そう言うと彼女はむぅ~と唸り、頬を膨らませていた。


「私が名前で呼んでるんですから、歩さんも名前で呼んでください!」


どうやら彼女は名前を呼ばれなかったことが不満だったようだ。確かに今日の朝から歩さんと呼ばれていたが、あまり気にすることでもなかったため、いつも通りの対応をしていた。


「えっと、か、(かなで)さん?」

「なんで疑問形なんですか。」

「なんか、さん付けが慣れなくて。」

「なら、奏でいいですよ。」

「え、あっ、うん。ただいま、奏」


名前で呼んであげると、すごく満足そうな顔をしていた。可愛いという思いが頭の中で行き来していたが、口には出さなかった。
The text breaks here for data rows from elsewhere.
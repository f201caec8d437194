//! Checking `.env` files against a schema.

use std::path::{Path, PathBuf};

use tracing::debug;

use super::schema::Schema;
use crate::dotenv::{load_source, KeyValuePair, MergedMapping};
use crate::error::Result;

/// Validation result for one file.
#[derive(Debug, Clone, PartialEq, Eq)]
pub struct FileReport {
    /// The validated file.
    pub file: PathBuf,
    /// Required keys the file does not declare, in schema order.
    pub missing: Vec<String>,
    /// Declared keys the schema does not require, in file order.
    pub extra: Vec<String>,
}

impl FileReport {
    /// A file is valid when no required key is missing.
    pub fn is_valid(&self) -> bool {
        self.missing.is_empty()
    }

    /// Check whether the file declares keys outside the schema.
    pub fn has_extra(&self) -> bool {
        !self.extra.is_empty()
    }
}

/// Validation result for a set of files.
#[derive(Debug, Clone, PartialEq, Eq)]
pub struct ValidationReport {
    /// Keys the schema requires.
    pub required: Vec<String>,
    /// Per-file results in argument order.
    pub files: Vec<FileReport>,
}

impl ValidationReport {
    /// Passes when every file declares every required key.
    pub fn passed(&self) -> bool {
        self.files.iter().all(FileReport::is_valid)
    }

    /// Files missing required keys.
    pub fn failing(&self) -> impl Iterator<Item = &FileReport> {
        self.files.iter().filter(|f| !f.is_valid())
    }

    /// Files declaring keys outside the schema.
    pub fn with_extra(&self) -> impl Iterator<Item = &FileReport> {
        self.files.iter().filter(|f| f.has_extra())
    }
}

/// Check one file's declarations against `schema`.
///
/// Re-declared keys keep their last value, as a `.env` loader would.
pub fn check_pairs(
    file: &Path,
    pairs: impl IntoIterator<Item = KeyValuePair>,
    schema: &Schema,
) -> FileReport {
    let declared: MergedMapping = pairs.into_iter().collect();

    let missing = schema
        .required
        .iter()
        .filter(|key| !declared.contains_key(key))
        .cloned()
        .collect();
    let extra = declared
        .keys()
        .filter(|key| !schema.requires(key))
        .map(String::from)
        .collect();

    FileReport {
        file: file.to_path_buf(),
        missing,
        extra,
    }
}

/// Validate files in order.
///
/// # Errors
///
/// Returns [`ForgeError::FileNotFound`](crate::error::ForgeError::FileNotFound)
/// for the first missing file.
pub fn validate_files<P: AsRef<Path>>(paths: &[P], schema: &Schema) -> Result<ValidationReport> {
    let mut files = Vec::with_capacity(paths.len());
    for path in paths {
        let source = load_source(path.as_ref())?;
        let report = check_pairs(source.path(), source.pairs().iter().cloned(), schema);
        debug!(
            file = %report.file.display(),
            missing = report.missing.len(),
            extra = report.extra.len(),
            "validated file"
        );
        files.push(report);
    }

    Ok(ValidationReport {
        required: schema.required.clone(),
        files,
    })
}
 土曜日といえど、テストが終わったため、テスト終わりすぐの期間は次のテストに向けて課題の先取りや復習などをすることにしていたのだが、今この部屋には奏がいるのだ。一人黙々と課題をするのも申し訳ないと思ったので、奏を誘ってみることにした。


「奏、今から課題するんだけど、一緒にやる?」

「え?いいんですか?」

「わざわざ来てくれたのに一人黙々課題するのもね。どうせ後から勉強することだから、無理にとは言わないよ。」

「そうですね。じゃあ、私も筆記用具とか持ってきますね。」

「うん。なら五分後から始めようか。」

「はい。可愛い彼女のことちゃんと待っててくださいね?」


可愛い彼女は笑顔によりさらに可愛さを増した。ほほえみを向けて了承の意を帰すと、奏は少し驚いたような表情を見せ、すぐに回れ右して玄関に向かっていった。